I disagree. It's different strategic planning, and imo, more dynamic.
In the case where snaking is NOT allowed: You require strategic planning in where you rigidly build your cities.
In the case where snaking IS allowed: You still require that strategic planning in where you build your cities, but there is some flexibility when doing so. However, you also require strategic planning in HOW you build your cities, as development locations impact future resources.
Out of the two cases, since you only build once and have to manage for the rest, I'd rather my strategic decisions take place over the course of the game instead of a one shot deal. It makes for a more dynamic game.
That's the way I see it though.
Sorry, but you are wrong. There is not much strategy involved, nor is it very dynamic.
Without snaking you have to carefully weigh all the possible options against each other, and determine what the best place for a city is. Do you go for the best tile yield? Or do you want access to a river? Is there a resource that needs to be protected? Is there a valuable choke point that needs blocking? Strategy games are about making these kind of choices. Once in a while you'll come across a place that meets more than one or two criteria, making that a very valuable spot to settle. But those should be the exception, not the rule. True, it is not very dynamic, but again that is what strategy games are all about; making a choice and dealing with the consequences.

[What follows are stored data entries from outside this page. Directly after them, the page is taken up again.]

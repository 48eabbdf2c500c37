//! Integration tests for the migration engine
//!
//! These tests verify:
//! - Fixed artifacts and saved variables are copied over the destination
//! - Identity references are rewritten in every saved-variable file of the destination account
//! - Fatal errors stop later phases and keep earlier copies (no rollback)
//! - Cache markers are removed, and their absence is not an error
//! - Re-running a migration gives the same result

use camino::{Utf8Path, Utf8PathBuf};
use std::collections::BTreeMap;
use std::fs;
use tempfile::TempDir;
use walkdir::WalkDir;
use wtfcopy::error::IoOp;
use wtfcopy::models::{ACCOUNT_ARTIFACTS, CACHE_MARKER, CHARACTER_ARTIFACTS};
use wtfcopy::progress::{EventLog, MigrationEvent};
use wtfcopy::services::{MigrationPhase, MigrationService};
use wtfcopy::{CopyTarget, ErrorKind, GameVersion, Identity, WtfError};

struct Install {
    _temp: TempDir,
    root: Utf8PathBuf,
    source: CopyTarget,
    destination: CopyTarget,
}

impl Install {
    fn src_account(&self) -> Utf8PathBuf {
        self.source.account_dir(&self.root)
    }

    fn src_character(&self) -> Utf8PathBuf {
        self.source.character_dir(&self.root)
    }

    fn dst_account(&self) -> Utf8PathBuf {
        self.destination.account_dir(&self.root)
    }

    fn dst_character(&self) -> Utf8PathBuf {
        self.destination.character_dir(&self.root)
    }

    fn migrate(&self) -> (Result<wtfcopy::services::MigrationReport, WtfError>, EventLog) {
        let mut log = EventLog::new();
        let result =
            MigrationService::new().migrate(&self.root, &self.source, &self.destination, &mut log);
        (result, log)
    }
}

/// Retail Alice-Realm1 on ACC1 copied to Classic Bob-Realm2 on ACC2, all source files present
fn create_install() -> Install {
    let install = create_install_between(
        CopyTarget::new(GameVersion::Retail, Identity::new("ACC1", "Realm1", "Alice")),
        CopyTarget::new(GameVersion::Classic, Identity::new("ACC2", "Realm2", "Bob")),
    );

    fs::write(
        install.src_account().join("SavedVariables/Bartender4.lua"),
        "Bartender4DB = {\n[\"profileKeys\"] = {\n[\"Alice - Realm1\"] = \"Alice - Realm1\",\n},\n}\n",
    )
    .unwrap();
    fs::write(
        install.src_account().join("SavedVariables/Plain.lua"),
        "PlainDB = { [\"enabled\"] = true }\n",
    )
    .unwrap();
    fs::write(
        install.src_account().join("SavedVariables/Bartender4.lua.bak"),
        "backup",
    )
    .unwrap();
    fs::write(
        install.src_character().join("SavedVariables/Details.lua"),
        "DetailsDB = { [\"Alice-Realm1\"] = 1, [\"Realm1 - Alice\"] = 2 }\n",
    )
    .unwrap();

    install
}

/// Both characters on disk, with the fixed artifacts present for `source`
fn create_install_between(source: CopyTarget, destination: CopyTarget) -> Install {
    let temp = TempDir::new().unwrap();
    let root = Utf8PathBuf::try_from(temp.path().to_path_buf()).unwrap();

    for target in [&source, &destination] {
        fs::create_dir_all(target.account_dir(&root).join("SavedVariables")).unwrap();
        fs::create_dir_all(target.character_dir(&root).join("SavedVariables")).unwrap();
    }

    let install = Install {
        _temp: temp,
        root,
        source,
        destination,
    };

    for name in ACCOUNT_ARTIFACTS {
        fs::write(install.src_account().join(name), format!("source account {name}")).unwrap();
    }
    for name in CHARACTER_ARTIFACTS {
        fs::write(
            install.src_character().join(name),
            format!("source character {name}"),
        )
        .unwrap();
    }

    install
}

fn snapshot(dir: &Utf8Path) -> BTreeMap<Utf8PathBuf, Vec<u8>> {
    WalkDir::new(dir)
        .into_iter()
        .map(|e| e.unwrap())
        .filter(|e| e.file_type().is_file())
        .map(|e| {
            let path = Utf8PathBuf::try_from(e.path().to_path_buf()).unwrap();
            let data = fs::read(&path).unwrap();
            (path, data)
        })
        .collect()
}

#[test]
fn test_fixed_artifacts_are_copied() {
    let install = create_install();
    fs::write(install.dst_account().join("config-cache.wtf"), "old destination").unwrap();

    let (result, _log) = install.migrate();
    result.unwrap();

    for name in ACCOUNT_ARTIFACTS {
        assert_eq!(
            fs::read_to_string(install.dst_account().join(name)).unwrap(),
            format!("source account {name}")
        );
    }
    for name in CHARACTER_ARTIFACTS {
        assert_eq!(
            fs::read_to_string(install.dst_character().join(name)).unwrap(),
            format!("source character {name}")
        );
    }
}

#[test]
fn test_only_lua_saved_variables_are_copied() {
    let install = create_install();

    let (result, _log) = install.migrate();
    let report = result.unwrap();

    assert!(install.dst_account().join("SavedVariables/Bartender4.lua").exists());
    assert!(install.dst_account().join("SavedVariables/Plain.lua").exists());
    assert!(!install.dst_account().join("SavedVariables/Bartender4.lua.bak").exists());
    assert!(install.dst_character().join("SavedVariables/Details.lua").exists());

    // 3 account + 4 character + 2 account lua + 1 character lua
    assert_eq!(report.files_copied, 10);
}

#[test]
fn test_identity_references_are_rewritten() {
    let install = create_install();

    let (result, _log) = install.migrate();
    let report = result.unwrap();

    let details =
        fs::read_to_string(install.dst_character().join("SavedVariables/Details.lua")).unwrap();
    assert!(details.contains("\"Bob-Realm2\""));
    assert!(details.contains("\"Realm2 - Bob\""));
    assert!(!details.contains("Alice-Realm1"));
    assert!(!details.contains("Realm1 - Alice"));

    let bartender =
        fs::read_to_string(install.dst_account().join("SavedVariables/Bartender4.lua")).unwrap();
    assert_eq!(
        bartender,
        "Bartender4DB = {\n[\"profileKeys\"] = {\n[\"Bob - Realm2\"] = \"Bob - Realm2\",\n},\n}\n"
    );

    assert_eq!(report.files_rewritten, 2);
    assert_eq!(report.references_rewritten, 4);
}

#[test]
fn test_file_without_references_is_byte_identical() {
    let install = create_install();

    let (result, log) = install.migrate();
    result.unwrap();

    let plain = install.dst_account().join("SavedVariables/Plain.lua");
    assert_eq!(fs::read_to_string(&plain).unwrap(), "PlainDB = { [\"enabled\"] = true }\n");
    assert!(!log.events().iter().any(|e| matches!(
        e,
        MigrationEvent::FileRewritten { path, .. } if *path == plain
    )));
}

#[test]
fn test_substitution_covers_other_characters_of_destination_account() {
    let install = create_install();
    let sibling = install.dst_account().join("Realm2/Carol/SavedVariables");
    fs::create_dir_all(&sibling).unwrap();
    fs::write(sibling.join("Shared.lua"), "owner = \"Alice-Realm1\"").unwrap();

    let (result, _log) = install.migrate();
    result.unwrap();

    assert_eq!(
        fs::read_to_string(sibling.join("Shared.lua")).unwrap(),
        "owner = \"Bob-Realm2\""
    );
}

#[test]
fn test_source_is_not_modified() {
    let install = create_install();
    let before = snapshot(&install.src_account());

    let (result, _log) = install.migrate();
    result.unwrap();

    assert_eq!(snapshot(&install.src_account()), before);
}

#[test]
fn test_migration_is_idempotent() {
    let install = create_install();

    let (first, _log) = install.migrate();
    first.unwrap();
    let after_first = snapshot(&install.dst_account());

    let (second, _log) = install.migrate();
    second.unwrap();
    let after_second = snapshot(&install.dst_account());

    assert_eq!(after_first, after_second);
}

#[test]
fn test_missing_artifact_aborts_without_rollback() {
    let install = create_install();
    fs::remove_file(install.src_account().join("config-cache.wtf")).unwrap();

    let (result, log) = install.migrate();
    let err = result.unwrap_err();

    assert_eq!(err.kind(), ErrorKind::FatalIo);
    assert!(matches!(err, WtfError::Io { op: IoOp::Copy, .. }));

    // bindings-cache.wtf comes first and stays copied
    assert!(install.dst_account().join("bindings-cache.wtf").exists());
    assert!(!install.dst_account().join("macros-cache.txt").exists());
    assert!(!install.dst_character().join("AddOns.txt").exists());
    assert_eq!(log.phases(), [MigrationPhase::AccountFiles]);
}

#[test]
fn test_missing_saved_variables_directory_is_fatal() {
    let install = create_install();
    fs::remove_dir_all(install.src_character().join("SavedVariables")).unwrap();

    let (result, log) = install.migrate();
    let err = result.unwrap_err();

    assert!(matches!(err, WtfError::Io { op: IoOp::ReadDir, .. }));
    // Earlier phases completed and were kept
    assert!(install.dst_character().join("layout-local.txt").exists());
    assert!(install.dst_account().join("SavedVariables/Plain.lua").exists());
    assert_eq!(log.phases().last(), Some(&MigrationPhase::CharacterSavedVariables));
}

#[test]
fn test_empty_saved_variables_directory_is_fine() {
    let install = create_install();
    let sv = install.src_character().join("SavedVariables");
    fs::remove_dir_all(&sv).unwrap();
    fs::create_dir(&sv).unwrap();

    let (result, _log) = install.migrate();
    assert!(result.is_ok());
}

#[test]
fn test_cache_markers_are_removed() {
    let install = create_install();
    fs::write(install.dst_account().join(CACHE_MARKER), "abc").unwrap();
    fs::write(install.dst_character().join(CACHE_MARKER), "def").unwrap();

    let (result, log) = install.migrate();
    let report = result.unwrap();

    assert!(!install.dst_account().join(CACHE_MARKER).exists());
    assert!(!install.dst_character().join(CACHE_MARKER).exists());
    assert_eq!(report.caches_removed, 2);
    assert!(matches!(log.events().last(), Some(MigrationEvent::Finished { .. })));
}

#[test]
fn test_absent_cache_marker_is_not_an_error() {
    let install = create_install();

    let (result, log) = install.migrate();
    let report = result.unwrap();

    assert_eq!(report.caches_removed, 0);
    let absent = log
        .events()
        .iter()
        .filter(|e| matches!(e, MigrationEvent::CacheAbsent { .. }))
        .count();
    assert_eq!(absent, 2);
}

#[test]
fn test_cache_marker_that_cannot_be_removed_is_fatal() {
    let install = create_install();
    // A directory in place of the marker cannot be removed with remove_file
    fs::create_dir(install.dst_character().join(CACHE_MARKER)).unwrap();

    let (result, log) = install.migrate();
    let err = result.unwrap_err();

    assert!(matches!(err, WtfError::Io { op: IoOp::Remove, .. }));
    assert!(matches!(
        log.failure(),
        Some(MigrationEvent::Failed {
            phase: MigrationPhase::CacheInvalidation,
            ..
        })
    ));
}

#[test]
fn test_rerun_leaves_destination_only_files_alone() {
    let install = create_install_between(
        CopyTarget::new(GameVersion::Retail, Identity::new("ACC1", "Argent", "Alice")),
        CopyTarget::new(GameVersion::Retail, Identity::new("ACC2", "ArgentDawn", "Alice")),
    );
    let dest_only = install.dst_account().join("SavedVariables/DestOnly.lua");
    fs::write(&dest_only, "k = \"Alice-Argent\"").unwrap();

    let (first, _log) = install.migrate();
    first.unwrap();
    assert_eq!(fs::read_to_string(&dest_only).unwrap(), "k = \"Alice-ArgentDawn\"");
    let after_first = snapshot(&install.dst_account());

    let (second, log) = install.migrate();
    let report = second.unwrap();

    assert_eq!(fs::read_to_string(&dest_only).unwrap(), "k = \"Alice-ArgentDawn\"");
    assert_eq!(snapshot(&install.dst_account()), after_first);
    assert_eq!(report.files_rewritten, 0);
    assert!(!log
        .events()
        .iter()
        .any(|e| matches!(e, MigrationEvent::FileRewritten { .. })));
}

#[test]
fn test_longer_names_of_other_characters_are_kept() {
    let install = create_install_between(
        CopyTarget::new(GameVersion::Retail, Identity::new("ACC1", "Argent", "Alice")),
        CopyTarget::new(GameVersion::Classic, Identity::new("ACC2", "Realm2", "Bob")),
    );
    let shared = install.dst_account().join("SavedVariables/Shared.lua");
    fs::write(&shared, "[\"Alice-ArgentDawn\"] = 1\n[\"Alice-Argent\"] = 2\n").unwrap();

    let (result, _log) = install.migrate();
    let report = result.unwrap();

    assert_eq!(
        fs::read_to_string(&shared).unwrap(),
        "[\"Alice-ArgentDawn\"] = 1\n[\"Bob-Realm2\"] = 2\n"
    );
    assert_eq!(report.references_rewritten, 1);
}

#[cfg(unix)]
#[test]
fn test_non_utf8_saved_variables_are_copied_and_rewritten() {
    use std::ffi::OsStr;
    use std::os::unix::ffi::OsStrExt;

    let install = create_install();
    let name = OsStr::from_bytes(b"Caf\xe9.lua");
    let src = install.src_account().join("SavedVariables").into_std_path_buf().join(name);
    if fs::write(&src, "owner = \"Alice-Realm1\"").is_err() {
        // Filesystem only accepts UTF-8 names
        return;
    }

    let (result, log) = install.migrate();
    let report = result.unwrap();

    let dst = install.dst_account().join("SavedVariables").into_std_path_buf().join(name);
    assert_eq!(fs::read_to_string(&dst).unwrap(), "owner = \"Bob-Realm2\"");
    assert_eq!(report.files_copied, 11);
    assert!(log.events().iter().any(|e| matches!(
        e,
        MigrationEvent::FileRewritten { path, .. } if path.as_str().ends_with("Caf\u{FFFD}.lua")
    )));
}
//! Discovery of character configurations (identities) inside one client version.
//!
//! The client creates `WTF/Account/<account>/<server>/<character>` the first time a
//! character logs in. Discovery walks those three levels and reports the triples that
//! exist. `SavedVariables` directories sit next to servers and accounts and are skipped.

use crate::error::{Result, WtfError};
use crate::models::{GameVersion, Identity, SAVED_VARIABLES_DIR};
use crate::services::dir_listing::child_dir_names;
use camino::Utf8Path;
use indexmap::IndexSet;

/// Every identity that exists on disk for `version`, sorted by (account, server, character).
///
/// An empty result is not an error. Any directory that cannot be listed aborts the whole
/// enumeration.
pub fn identities_for(root: &Utf8Path, version: GameVersion) -> Result<Vec<Identity>> {
    let account_scope = version.account_scope(root);
    let mut identities = Vec::new();

    for account in child_dir_names(&account_scope)? {
        if account == SAVED_VARIABLES_DIR {
            continue;
        }
        let account_path = account_scope.join(&account);

        for server in child_dir_names(&account_path)? {
            if server == SAVED_VARIABLES_DIR {
                continue;
            }
            let server_path = account_path.join(&server);

            for character in child_dir_names(&server_path)? {
                identities.push(Identity::new(&account, &server, character));
            }
        }
    }

    tracing::debug!(
        "Found {} character configurations in {}",
        identities.len(),
        account_scope
    );
    Ok(identities)
}

/// Like [`identities_for`], but a version without characters is reported as
/// [`WtfError::NoIdentities`].
pub fn discover(root: &Utf8Path, version: GameVersion) -> Result<IdentitySet> {
    let identities = identities_for(root, version)?;
    if identities.is_empty() {
        return Err(WtfError::NoIdentities { version });
    }
    Ok(IdentitySet {
        version,
        identities,
    })
}

/// The identities of one version, with helpers to narrow a choice level by level.
#[derive(Debug, Clone, PartialEq, Eq)]
pub struct IdentitySet {
    version: GameVersion,
    identities: Vec<Identity>,
}

impl IdentitySet {
    pub fn version(&self) -> GameVersion {
        self.version
    }

    pub fn identities(&self) -> &[Identity] {
        &self.identities
    }

    pub fn len(&self) -> usize {
        self.identities.len()
    }

    pub fn is_empty(&self) -> bool {
        self.identities.is_empty()
    }

    /// Distinct account names, in first-seen order
    pub fn accounts(&self) -> Vec<String> {
        dedup(self.identities.iter().map(|i| i.account.as_str()))
    }

    /// Distinct servers of `account`, in first-seen order
    pub fn servers(&self, account: &str) -> Vec<String> {
        dedup(
            self.identities
                .iter()
                .filter(|i| i.account == account)
                .map(|i| i.server.as_str()),
        )
    }

    /// Characters of `account` on `server`
    pub fn characters(&self, account: &str, server: &str) -> Vec<String> {
        dedup(
            self.identities
                .iter()
                .filter(|i| i.account == account && i.server == server)
                .map(|i| i.character.as_str()),
        )
    }

    /// The identity for an exact (account, server, character) choice, if it was discovered.
    pub fn find(&self, account: &str, server: &str, character: &str) -> Option<&Identity> {
        self.identities
            .iter()
            .find(|i| i.account == account && i.server == server && i.character == character)
    }
}

fn dedup<'a>(values: impl Iterator<Item = &'a str>) -> Vec<String> {
    values
        .collect::<IndexSet<_>>()
        .into_iter()
        .map(str::to_string)
        .collect()
}
//! Clumptree Engine -- snapshot-stream driver for clump identity tracking.
//!
//! This crate builds on [`clumptree_match`] to follow density clumps across a
//! whole simulation: it pulls snapshots from a [`SnapshotSource`](source::SnapshotSource),
//! advances a [`Matcher`](tracker::Matcher) one snapshot at a time, and
//! accumulates one [`Track`](track::Track) per identifier. A finished run
//! becomes a hashed [`TrackingRecord`](record::TrackingRecord).
//!
//! # Quick Start
//!
//! ```
//! use clumptree_engine::prelude::*;
//!
//! let big = Clump {
//!     label: 0,
//!     position: [0.0, 0.0, 0.0],
//!     velocity: [0.0, 0.0, 0.0],
//!     mass: 4.0,
//!     radius: 2.0,
//! };
//! let small = Clump {
//!     label: 1,
//!     position: [40.0, 0.0, 0.0],
//!     mass: 1.0,
//!     radius: 1.0,
//!     ..big.clone()
//! };
//!
//! let source = MemorySource::from_snapshots([
//!     Snapshot::new(0.0, vec![big.clone()]).unwrap(),
//!     Snapshot::new(1.0, vec![big, small]).unwrap(),
//! ]);
//!
//! let mut tracker = Tracker::with_defaults();
//! assert_eq!(tracker.run(&source).unwrap(), 2);
//!
//! let ids: Vec<u64> = tracker.history()[1].ids.iter().map(|id| id.get()).collect();
//! assert_eq!(ids, vec![1, 2]);
//! assert_eq!(tracker.max_id(), Some(ClumpId::from_raw(2)));
//! ```

#![deny(unsafe_code)]

pub mod config;
pub mod record;
pub mod source;
pub mod track;
pub mod tracker;

use clumptree_match::MatchError;

use crate::record::RecordError;
use crate::source::SourceError;

// ---------------------------------------------------------------------------
// Re-exports
// ---------------------------------------------------------------------------

/// Re-export the matching crate for convenience.
pub use clumptree_match;

// ---------------------------------------------------------------------------
// Error types
// ---------------------------------------------------------------------------

/// Errors produced while tracking a snapshot stream.
#[derive(Debug, thiserror::Error)]
pub enum TrackError {
    #[error(transparent)]
    Match(#[from] MatchError),

    #[error(transparent)]
    Source(#[from] SourceError),

    #[error(transparent)]
    Record(#[from] RecordError),

    /// Matching failed at a step of a source. Earlier steps remain
    /// processed.
    #[error("step {step}: {source}")]
    AtStep {
        step: u64,
        #[source]
        source: Box<TrackError>,
    },
}

impl TrackError {
    /// The innermost error, with step context stripped.
    pub fn root(&self) -> &TrackError {
        match self {
            TrackError::AtStep { source, .. } => source.root(),
            other => other,
        }
    }

    /// The step at which a source-driven run failed, if known.
    pub fn step(&self) -> Option<u64> {
        match self {
            TrackError::AtStep { step, .. } => Some(*step),
            TrackError::Source(err) => Some(err.step()),
            _ => None,
        }
    }
}

// ---------------------------------------------------------------------------
// Prelude
// ---------------------------------------------------------------------------

/// Convenience re-exports for common usage.
pub mod prelude {
    pub use clumptree_match::prelude::*;

    pub use crate::config::{ConfigError, TrackerConfig};
    pub use crate::record::{RecordError, TrackingRecord};
    pub use crate::source::{MemorySource, SnapshotSource, SourceError};
    pub use crate::track::{Sample, Track};
    pub use crate::tracker::{Matcher, StepOutcome, StepRecord, Tracker};
    pub use crate::TrackError;
}

#[cfg(test)]
mod tests {
    use super::*;

    #[test]
    fn at_step_exposes_step_and_root_cause() {
        let err = TrackError::AtStep {
            step: 12,
            source: Box::new(TrackError::Match(MatchError::NonIncreasingTime {
                previous: 3.0,
                current: 3.0,
            })),
        };
        assert_eq!(err.step(), Some(12));
        assert!(matches!(
            err.root(),
            TrackError::Match(MatchError::NonIncreasingTime { .. })
        ));
        assert_eq!(
            err.to_string(),
            "step 12: snapshot time must increase: previous t=3, current t=3"
        );
    }
}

With snaking on the other hand, you can have it all. You can have the best tile yield AND access to all possible bonuses AND include resources in the city AND block choke points AND shape the area of influence to benefit you most AND create a highway for your units. There is no downside, you're only slightly limited by the number of buildings you can place. No strategy involved. It's not very dynamic either, 95% percent of these objectives are known at the moment you settle the city. Reaching them by carefully placing buildings is just busywork.
Snaking like we used to wasn't too great, but in the current system you can auto-place, get a more-or-less round city, grow to be next to a river, and NOT be able to take advantage of it. I don't call that snaking. And call-it-snaking-or-not, a huge city next to a river but with no river buildings doesn't make sense.
The problem here is that Stardock didn't go with one-tile cities with internal building, but stuck with on the map placement of buildings. It removes a sense of scale. In civ, no one complains that stuff that is on the tiles next to a city is not somehow included in that city. People understand that those are separate regions. But in Elemental, your city expands into these tiles, making the map seem smaller in scale. At the city scale, it makes less sense then that you can't expand beyond the first ring of tiles. But if you look at this at the strategic level, that city has become so big that moving around it takes several turns for an average unit to move around it, which makes even less sense.